Canonical Algebraic Generators in Automata Learning

TL;DR

This paper investigates the existence of canonical minimal automata in automata learning, focusing on subclasses of acceptors where such canonical forms can be identified, which is crucial for verification and modeling.

Contribution

It extends the concept of canonical automata to subclasses of acceptors, identifying conditions under which minimal representatives are unique and can be effectively learned.

Findings

Canonical automata exist for certain subclasses of acceptors.

Non-deterministic automata can be exponentially more succinct than deterministic ones.

Identified subclasses admit canonical size-minimal automata, aiding automata learning and verification.

Abstract

Many methods for the verification of complex computer systems require the existence of a tractable mathematical abstraction of the system, often in the form of an automaton. In reality, however, such a model is hard to come up with, in particular manually.
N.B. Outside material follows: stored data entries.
#[test]
fn use_after_close() {
    let handle = handle(&user_agent_rule());
    let ctx = handle.new_context().unwrap();

    handle.close();
    assert!(handle.addresses().is_empty());
    assert_eq!(handle.ruleset_info(), crate::RulesetInfo::default());
    assert!(handle.new_context().is_none());

    // The open context still holds the rules.
    assert!(ctx.run(headers("Arachni"), Duration::from_secs(1)).unwrap().is_match());

    ctx.close();
    ctx.close();
    assert_eq!(ctx.run(headers("Arachni"), Duration::from_secs(1)), Ok(RunOutcome::default()));
}

// --- Concurrency -------------------------------------------------------------

const USERS: usize = 8;
const RUNS: usize = 200;
const BENIGN_AGENTS: [&str; 3] = ["Foo", "Bar", "Datadog"];

#[test]
fn shared_context() {
    let handle = handle(&user_agent_rule());
    let ctx = handle.new_context().unwrap();
    let start = Barrier::new(USERS);

    thread::scope(|s| {
        for _ in 0..USERS {
            s.spawn(|| {
                start.wait();
                for c in 0..RUNS {
                    // Benign agents keep the rule from being exhausted.
                    let outcome = ctx.run(headers(BENIGN_AGENTS[c % BENIGN_AGENTS.len()]), Duration::from_secs(60)).unwrap();
                    assert!(!outcome.is_match(), "run {c}: {:?}", outcome.events());
                }
            });
        }
    });

    assert!(ctx.run(headers("Arachni"), Duration::from_secs(1)).unwrap().is_match());
    assert_eq!(ctx.metrics().runs, (USERS * RUNS + 1) as u64);
}

#[test]
fn context_per_worker() {
    let handle = handle(&user_agent_rule());
    let start = Barrier::new(USERS);

    thread::scope(|s| {
        for _ in 0..USERS {
            s.spawn(|| {
                start.wait();
                let ctx = handle.new_context().unwrap();
                for c in 0..RUNS {
                    let outcome = ctx.run(headers(BENIGN_AGENTS[c % BENIGN_AGENTS.len()]), Duration::from_secs(60));
                    assert!(!outcome.unwrap().is_match());
                }
                let outcome = ctx.run(headers("Arachni"), Duration::from_secs(1)).unwrap();
                assert!(outcome.is_match());
                assert!(outcome.actions.is_empty());
            });
        }
    });
}

// --- Metrics -----------------------------------------------------------------

fn uri_rule() -> Value {
    json!({
        "version": "2.1",
        "rules": [{
            "id": "valid-rule",
            "name": "Unicode Full/Half Width Abuse Attack Attempt",
            "tags": {"type": "http_protocol_violation"},
            "conditions": [{
                "parameters": {"inputs": [{"address": "server.request.uri.raw"}], "regex": r"\%u[fF]{2}[0-9a-fA-F]{2}"},
                "operator": "match_regex"
            }]
        }]
    })
}

#[test]
fn run_duration() {
    let handle = handle(&uri_rule());
    let ctx = handle.new_context().unwrap();

    let start = Instant::now();
    let outcome = ctx.run([("server.request.uri.raw", r"\%uff00")], Duration::from_secs(1)).unwrap();
    let elapsed = u64::try_from(start.elapsed().as_nanos()).unwrap();
    assert!(outcome.is_match());

    let (overall, internal) = ctx.total_runtime();
    assert!(internal > 0);
    assert!(overall >= internal);
    assert!(overall <= elapsed);
    assert!(outcome.metrics.total >= outcome.metrics.encode);
}

#[test]
fn timeouts_are_counted() {
    let handle = handle(&uri_rule());
    let ctx = handle.new_context().unwrap();

    for i in 1..=10 {
        assert_eq!(ctx.run([("server.request.uri.raw", r"\%uff00")], Duration::from_nanos(1)), Err(RunError::Timeout));
        assert_eq!(ctx.total_timeouts(), i);
    }
    assert_eq!(ctx.metrics().runs, 0);
    // Timed-out runs leave the rule available.
    assert!(ctx.run([("server.request.uri.raw", r"\%uff00")], Duration::from_secs(1)).unwrap().is_match());
}

// --- Obfuscation -------------------------------------------------------------

#[test_case("key", "", false ; "key")]
#[test_case("", "sensitive", false ; "value")]
#[test_case("", "", true ; "off")]
fn obfuscator(key_regex: &str, value_regex: &str, visible: bool) {
    let rules = arachni_rule(vec![input("my.addr", &["key"])], &[]);
    let handle = Handle::new(&rules, key_regex, value_regex).unwrap();
    assert_eq!(handle.obfuscator(), &ObfuscatorConfig::new(key_regex, value_regex));
    let ctx = handle.new_context().unwrap();

    let outcome = ctx.run([("my.addr", json!({"key": "Arachni-sensitive-Arachni"}))], Duration::from_secs(1)).unwrap();
    assert!(outcome.is_match());
    assert!(outcome.actions.is_empty());
    let payload = String::from_utf8(outcome.matches).unwrap();
    assert_eq!(payload.contains("sensitive"), visible, "{payload}");
}
impl ser::Serializer for KeyEncoder {
    type Ok = Vec<u8>;
    type Error = EncodeError;

    type SerializeSeq = Impossible<Vec<u8>, EncodeError>;
    type SerializeTuple = Impossible<Vec<u8>, EncodeError>;
    type SerializeTupleStruct = Impossible<Vec<u8>, EncodeError>;
    type SerializeTupleVariant = Impossible<Vec<u8>, EncodeError>;
    type SerializeMap = Impossible<Vec<u8>, EncodeError>;
    type SerializeStruct = Impossible<Vec<u8>, EncodeError>;
    type SerializeStructVariant = Impossible<Vec<u8>, EncodeError>;

    fn serialize_str(self, v: &str) -> Result<Vec<u8>, EncodeError> {
        self.key(v.as_bytes())
    }

    fn serialize_char(self, v: char) -> Result<Vec<u8>, EncodeError> {
        self.key(v.encode_utf8(&mut [0; 4]).as_bytes())
    }

    fn serialize_bytes(self, v: &[u8]) -> Result<Vec<u8>, EncodeError> {
        self.key(v)
    }

    fn serialize_some<T: ?Sized + Serialize>(self, value: &T) -> Result<Vec<u8>, EncodeError> {
        value.serialize(self)
    }

    fn serialize_newtype_struct<T: ?Sized + Serialize>(
        self,
        _name: &'static str,
        value: &T,
    ) -> Result<Vec<u8>, EncodeError> {
        value.serialize(self)
    }

    fn serialize_unit_variant(
        self,
        _name: &'static str,
        _index: u32,
        variant: &'static str,
    ) -> Result<Vec<u8>, EncodeError> {
        self.key(variant.as_bytes())
    }

    fn serialize_bool(self, _v: bool) -> Result<Vec<u8>, EncodeError> {
        Err(EncodeError::UnsupportedValue)
    }

    fn serialize_i8(self, _v: i8) -> Result<Vec<u8>, EncodeError> {
        Err(EncodeError::UnsupportedValue)
    }

    fn serialize_i16(self, _v: i16) -> Result<Vec<u8>, EncodeError> {
        Err(EncodeError::UnsupportedValue)
    }

    fn serialize_i32(self, _v: i32) -> Result<Vec<u8>, EncodeError> {
        Err(EncodeError::UnsupportedValue)
    }

    fn serialize_i64(self, _v: i64) -> Result<Vec<u8>, EncodeError> {
        Err(EncodeError::UnsupportedValue)
    }

    fn serialize_u8(self, _v: u8) -> Result<Vec<u8>, EncodeError> {
        Err(EncodeError::UnsupportedValue)
    }

    fn serialize_u16(self, _v: u16) -> Result<Vec<u8>, EncodeError> {
        Err(EncodeError::UnsupportedValue)
    }

    fn serialize_u32(self, _v: u32) -> Result<Vec<u8>, EncodeError> {
        Err(EncodeError::UnsupportedValue)
    }

    fn serialize_u64(self, _v: u64) -> Result<Vec<u8>, EncodeError> {
        Err(EncodeError::UnsupportedValue)
    }

    fn serialize_f32(self, _v: f32) -> Result<Vec<u8>, EncodeError> {
        Err(EncodeError::UnsupportedValue)
    }

    fn serialize_f64(self, _v: f64) -> Result<Vec<u8>, EncodeError> {
        Err(EncodeError::UnsupportedValue)
    }

    fn serialize_none(self) -> Result<Vec<u8>, EncodeError> {
        Err(EncodeError::UnsupportedValue)
    }

    fn serialize_unit(self) -> Result<Vec<u8>, EncodeError> {
        Err(EncodeError::UnsupportedValue)
    }

    fn serialize_unit_struct(self, _name: &'static str) -> Result<Vec<u8>, EncodeError> {
        Err(EncodeError::UnsupportedValue)
    }

    fn serialize_newtype_variant<T: ?Sized + Serialize>(
        self,
        _name: &'static str,
        _index: u32,
        _variant: &'static str,
        _value: &T,
    ) -> Result<Vec<u8>, EncodeError> {
        Err(EncodeError::UnsupportedValue)
    }

    fn serialize_seq(self, _len: Option<usize>) -> Result<Self::SerializeSeq, EncodeError> {
        Err(EncodeError::UnsupportedValue)
    }

    fn serialize_tuple(self, _len: usize) -> Result<Self::SerializeTuple, EncodeError> {
        Err(EncodeError::UnsupportedValue)
    }

    fn serialize_tuple_struct(
        self,
        _name: &'static str,
        _len: usize,
    ) -> Result<Self::SerializeTupleStruct, EncodeError> {
        Err(EncodeError::UnsupportedValue)
    }

    fn serialize_tuple_variant(
        self,
        _name: &'static str,
        _index: u32,
        _variant: &'static str,
        _len: usize,
    ) -> Result<Self::SerializeTupleVariant, EncodeError> {
        Err(EncodeError::UnsupportedValue)
    }

    fn serialize_map(self, _len: Option<usize>) -> Result<Self::SerializeMap, EncodeError> {
        Err(EncodeError::UnsupportedValue)
    }

    fn serialize_struct(self, _name: &'static str, _len: usize) -> Result<Self::SerializeStruct, EncodeError> {
        Err(EncodeError::UnsupportedValue)
    }

    fn serialize_struct_variant(
        self,
        _name: &'static str,
        _index: u32,
        _variant: &'static str,
        _len: usize,
    ) -> Result<Self::SerializeStructVariant, EncodeError> {
        Err(EncodeError::UnsupportedValue)
    }
}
Automata learning is a technique that can automatically infer an automaton model from a system -- by observing its behaviour. The majority of automata learning algorithms is based on the so-called L* algorithm. The acceptor learned by L* has an important property: it is canonical, in the sense that, it is, up to isomorphism, the unique deterministic finite automaton of minimal size accepting a given regular language. Establishing a similar result for other classes of acceptors, often with side-effects, is of great practical importance. Non-deterministic finite automata, for instance, can be exponentially more succinct than deterministic ones, allowing verification to scale. Unfortunately, identifying a canonical size-minimal non-deterministic acceptor of a given regular language is in general not possible: it can happen that a regular language is accepted by two non-isomorphic non-deterministic finite automata of minimal size. In particular, it thus is unclear which one of the automata should be targeted by a learning algorithm. In this thesis, we further explore the issue and identify (sub-)classes of acceptors that admit canonical size-minimal representatives.